Parmi les dix frères nommés vendredi, un est toutefois bien connu, notamment dans le monde des médias religieux. Il s’agit du frère Jean-Guy Roy, jusqu’à tout récemment directeur général de la maison de production Auvidec Média où il a animé le magazine télévisé Lignes de vie, diffusé par différentes chaînes de télévision communautaire. Ex-directeur général de Radio Ville-Marie (2000-2012), Jean-Guy Roy a aussi travaillé en pastorale jeunesse au diocèse de Saint-Hyacinthe et a été supérieur régional de sa communauté. Il a démissionné, il y a quelques jours, de la direction générale d’Auvidec Média.
Il n’a pas été possible de connaître quel sort attend, chez les Frères du Sacré-Cœur, les membres qui sont toujours vivants et qui font aujourd’hui l’objet de ces allégations. Lorsque des prêtres sont incriminés, s’ils sont membres d’instituts religieux, l’évêque responsable du diocèse où ils œuvrent doit les démettre de tout mandat pastoral, le temps de l’enquête policière et des procédures judiciaires. Les prêtres ne peuvent plus, par exemple, célébrer la messe devant des fidèles ou encore participer à des activités publiques.
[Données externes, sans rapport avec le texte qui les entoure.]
impl PauseResumeManager {
    /// Creates a manager, restoring a persisted suspension if one exists.
    pub fn new(store: SharedStateStore, config: PauseConfig) -> EngineResult<Self> {
        let (workflow_id, record_path) = {
            let guard = store.lock();
            let id = guard.workflow_id().to_string();
            let path = guard.config().suspension_dir().join(format!("{id}.json"));
            (id, path)
        };

        let signal = PauseSignal::new();
        let restored = match read_optional(&record_path)? {
            Some(content) => {
                let suspension: WorkflowSuspension = serde_json::from_str(&content)?;
                info!(
                    workflow_id = %workflow_id,
                    suspension_id = %suspension.suspension_id,
                    "Restored workflow suspension"
                );
                signal.pause();
                Some(suspension)
            }
            None => None,
        };

        Ok(Self {
            store,
            config,
            workflow_id,
            record_path,
            pause_points: RwLock::new(Vec::new()),
            pending: Mutex::new(Vec::new()),
            active: Mutex::new(restored),
            history: Mutex::new(Vec::new()),
            signal,
        })
    }

    /// Returns the pause configuration.
    pub fn config(&self) -> &PauseConfig {
        &self.config
    }

    /// Adds a pause point, replacing one with the same stage and timing.
    pub fn configure_pause_point(&self, point: PausePoint) {
        let mut points = self.pause_points.write();
        points.retain(|p| !(p.stage_name == point.stage_name && p.timing == point.timing));
        debug!(stage = %point.stage_name, timing = ?point.timing, "Configured pause point");
        points.push(point);
    }

    /// Removes every pause point on `stage`. Returns true if any existed.
    pub fn remove_pause_point(&self, stage: &str) -> bool {
        let mut points = self.pause_points.write();
        let before = points.len();
        points.retain(|p| p.stage_name != stage);
        points.len() != before
    }

    /// Returns the configured pause points.
    pub fn pause_points(&self) -> Vec<PausePoint> {
        self.pause_points.read().clone()
    }

    /// Submits a pause request and returns its id.
    ///
    /// Immediate requests suspend right away; `never` requests are dropped;
    /// the rest wait for a matching [`check_pause_point`](Self::check_pause_point).
    pub fn request_pause(&self, request: PauseRequest) -> EngineResult<Uuid> {
        let request_id = request.request_id;
        match request.policy {
            PausePolicy::Never => {
                debug!(request_id = %request_id, "Discarded pause request with policy never");
            }
            PausePolicy::Immediate => {
                self.suspend_for_request(&request)?;
            }
            PausePolicy::AfterCurrentStage | PausePolicy::AtNextCheckpoint => {
                info!(
                    request_id = %request_id,
                    policy = ?request.policy,
                    target_stage = ?request.target_stage,
                    "Queued pause request"
                );
                self.pending.lock().push(request);
            }
        }
        Ok(request_id)
    }

    /// Cancels a queued request. Returns true if it was still queued.
    pub fn cancel_pause_request(&self, request_id: Uuid) -> bool {
        let mut pending = self.pending.lock();
        let before = pending.len();
        pending.retain(|r| r.request_id != request_id);
        pending.len() != before
    }

    /// Returns the queued requests.
    pub fn pending_requests(&self) -> Vec<PauseRequest> {
        self.pending.lock().clone()
    }

    /// Returns true if execution must not proceed past this point.
    ///
    /// Already suspended workflows always return true. Otherwise pause
    /// points are evaluated first, then queued requests; the first match
    /// suspends the workflow and is consumed if it was a request.
    pub fn check_pause_point(&self, stage: &str, timing: PauseTiming) -> EngineResult<bool> {
        if self.is_suspended() {
            return Ok(true);
        }

        let state = {
            let mut store = self.store.lock();
            let state = store.state().clone();
            store.remove_metadata(RESUMED_PAUSE_POINT_KEY);
            state
        };
        let released = state.metadata().get(RESUMED_PAUSE_POINT_KEY).is_some_and(|r| {
            r.get("stage").and_then(Value::as_str) == Some(stage)
                && r.get(TIMING_KEY) == serde_json::to_value(timing).ok().as_ref()
        });
        let point = if released {
            debug!(stage = %stage, timing = ?timing, "Pause point released by resume");
            None
        } else {
            self.pause_points
                .read()
                .iter()
                .find(|p| p.triggers(stage, timing, &state))
                .cloned()
        };
        if let Some(point) = point {
            let mut data = BTreeMap::new();
            data.insert(TIMING_KEY.to_string(), serde_json::to_value(point.timing)?);
            self.suspend_workflow(
                PauseReason::PausePoint,
                &point.description,
                None,
                point.effective_auto_resume(),
                data,
            )?;
            return Ok(true);
        }

        let request = {
            let mut pending = self.pending.lock();
            pending
                .iter()
                .position(|r| r.triggers(stage, timing))
                .map(|index| pending.remove(index))
        };
        if let Some(request) = request {
            self.suspend_for_request(&request)?;
            return Ok(true);
        }
        Ok(false)
    }

    /// Suspends the workflow and returns the suspension id.
    ///
    /// A running current stage is paused and the state saved. If a
    /// suspension is already active its id is returned unchanged.
    pub fn suspend_workflow(
        &self,
        reason: PauseReason,
        message: &str,
        requested_by: Option<&str>,
        auto_resume_after: Option<Duration>,
        data: BTreeMap<String, Value>,
    ) -> EngineResult<Uuid> {
        let mut active = self.active.lock();
        if let Some(existing) = active.as_ref() {
            debug!(suspension_id = %existing.suspension_id, "Workflow already suspended");
            return Ok(existing.suspension_id);
        }

        let stage_name = {
            let mut store = self.store.lock();
            let current = store.state().current_stage().map(str::to_string);
            if let Some(stage) = current.as_deref() {
                if store.state().stage(stage).map(|s| s.status()) == Some(StageStatus::Running) {
                    store.pause_stage(stage, message)?;
                }
            }
            store.save()?;
            current
        };

        let now = now_utc();
        let auto_resume_at = auto_resume_after
            .and_then(|d| chrono::Duration::from_std(d).ok())
            .and_then(|d| now.checked_add_signed(d));
        let suspension = WorkflowSuspension {
            suspension_id: Uuid::new_v4(),
            workflow_id: self.workflow_id.clone(),
            stage_name: stage_name.clone(),
            suspended_at: now,
            reason,
            message: message.to_string(),
            requested_by: requested_by.map(str::to_string),
            resumable: true,
            auto_resume_at,
            data,
        };
        write_atomic(&self.record_path, &serde_json::to_vec_pretty(&suspension)?)?;

        let suspension_id = suspension.suspension_id;
        *active = Some(suspension);
        self.signal.pause();
        self.push_history(
            PauseEvent::Suspended,
            suspension_id,
            stage_name.clone(),
            requested_by.unwrap_or("system"),
        );
        info!(
            workflow_id = %self.workflow_id,
            suspension_id = %suspension_id,
            stage = ?stage_name,
            reason = %reason,
            "Workflow suspended"
        );
        Ok(suspension_id)
    }

    /// Resumes a suspended workflow.
    ///
    /// Returns false, changing nothing, if `workflow_id` has no active
    /// suspension. Otherwise the record is deleted, the paused stage goes
    /// back to pending and every waiter is released. The suspension's own
    /// stage is preferred; any other paused stage is the fallback.
    pub fn resume_workflow(&self, workflow_id: &str, resumed_by: &str) -> EngineResult<bool> {
        if workflow_id != self.workflow_id {
            debug!(workflow_id = %workflow_id, "Resume requested for a different workflow");
            return Ok(false);
        }
        let mut active = self.active.lock();
        let Some(suspension) = active.as_ref() else {
            debug!(workflow_id = %workflow_id, "Resume requested but workflow is not suspended");
            return Ok(false);
        };

        {
            let mut store = self.store.lock();
            let paused = suspension
                .stage_name
                .as_deref()
                .filter(|s| store.state().stage(s).map(|st| st.status()) == Some(StageStatus::Paused))
                .or_else(|| store.state().paused_stage().map(|s| s.name()))
                .map(str::to_string);
            if let Some(stage) = paused {
                store.resume_stage(&stage)?;
            }
            if let Some(stage) = suspension.stage_name.as_deref() {
                if let Some(timing) = suspension.data.get(TIMING_KEY) {
                    store.set_metadata(
                        RESUMED_PAUSE_POINT_KEY,
                        serde_json::json!({ "stage": stage, "timing": timing }),
                    );
                }
            }
            store.save()?;
        }
        remove_if_exists(&self.record_path)?;

        let suspension_id = suspension.suspension_id;
        let stage_name = suspension.stage_name.clone();
        *active = None;
        drop(active);
        self.signal.release();
        self.push_history(PauseEvent::Resumed, suspension_id, stage_name, resumed_by);
        info!(
            workflow_id = %workflow_id,
            suspension_id = %suspension_id,
            resumed_by = %resumed_by,
            "Workflow resumed"
        );
        Ok(true)
    }

    /// Blocks until the workflow is not suspended.
    ///
    /// Returns immediately when not suspended; returns false if `timeout`
    /// elapses first.
    pub async fn wait_if_paused(&self, timeout: Option<Duration>) -> bool {
        self.signal.wait_until_running(timeout).await
    }

    /// Waits for a resume, checking auto-resume deadlines while blocked.
    ///
    /// Returns false if `timeout` elapses while still suspended.
    pub async fn wait_for_resume(&self, timeout: Option<Duration>) -> EngineResult<bool> {
        let deadline = timeout.map(|t| tokio::time::Instant::now() + t);
        let poll = self.config.auto_resume_poll();
        loop {
            self.check_auto_resume()?;
            if !self.is_suspended() {
                return Ok(true);
            }
            let slice = match deadline {
                Some(deadline) => {
                    let now = tokio::time::Instant::now();
                    if now >= deadline {
                        return Ok(false);
                    }
                    poll.min(deadline - now)
                }
                None => poll,
            };
            if self.wait_if_paused(Some(slice)).await && !self.is_suspended() {
                return Ok(true);
            }
        }
    }

    /// Resumes the active suspension if its auto-resume time has passed.
    ///
    /// Returns the ids of suspensions resumed.
    pub fn check_auto_resume(&self) -> EngineResult<Vec<Uuid>> {
        let due = self
            .active
            .lock()
            .as_ref()
            .filter(|s| s.auto_resume_due(now_utc()))
            .map(|s| s.suspension_id);
        let Some(suspension_id) = due else {
            return Ok(Vec::new());
        };
        if self.resume_workflow(&self.workflow_id, AUTO_RESUME_ACTOR)? {
            Ok(vec![suspension_id])
        } else {
            warn!(suspension_id = %suspension_id, "Auto-resume found no active suspension");
            Ok(Vec::new())
        }
    }

    /// True while a suspension is active.
    pub fn is_suspended(&self) -> bool {
        self.active.lock().is_some()
    }

    /// Returns the active suspension.
    pub fn active_suspension(&self) -> Option<WorkflowSuspension> {
        self.active.lock().clone()
    }

    /// Returns applied suspensions and resumptions, oldest first.
    pub fn pause_history(&self) -> Vec<PauseHistoryEntry> {
        self.history.lock().clone()
    }

    /// Returns the signal the orchestrator blocks on.
    pub fn signal(&self) -> &PauseSignal {
        &self.signal
    }

    fn suspend_for_request(&self, request: &PauseRequest) -> EngineResult<Uuid> {
        let mut data = BTreeMap::new();
        data.insert(
            "request_id".to_string(),
            Value::String(request.request_id.to_string()),
        );
        data.insert("policy".to_string(), serde_json::to_value(request.policy)?);
        self.suspend_workflow(
            request.reason,
            &request.message,
            Some(&request.requested_by),
            request.auto_resume_after,
            data,
        )
    }

    fn push_history(
        &self,
        event: PauseEvent,
        suspension_id: Uuid,
        stage_name: Option<String>,
        actor: &str,
    ) {
        self.history.lock().push(PauseHistoryEntry {
            event,
            suspension_id,
            stage_name,
            actor: actor.to_string(),
            at: now_utc(),
        });
    }
}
Dans le cas d’un religieux qui n’est pas père ou prêtre mais frère, son ordre religieux «devrait très probablement le relever de toute activité ou responsabilité publique tant et aussi longtemps que l’enquête civile et canonique est en cours», indique la Conférence religieuse canadienne, une association qui regroupe les supérieurs des congrégations féminines et masculines du Canada. Le directeur général de la CRC, le père Timothy Scott, rappelle qu’un religieux «bénéficie de la même présomption d’innocence qu’une personne accusée d’un délit ou d’un crime tant que sa culpabilité n’a pas été légalement prouvée».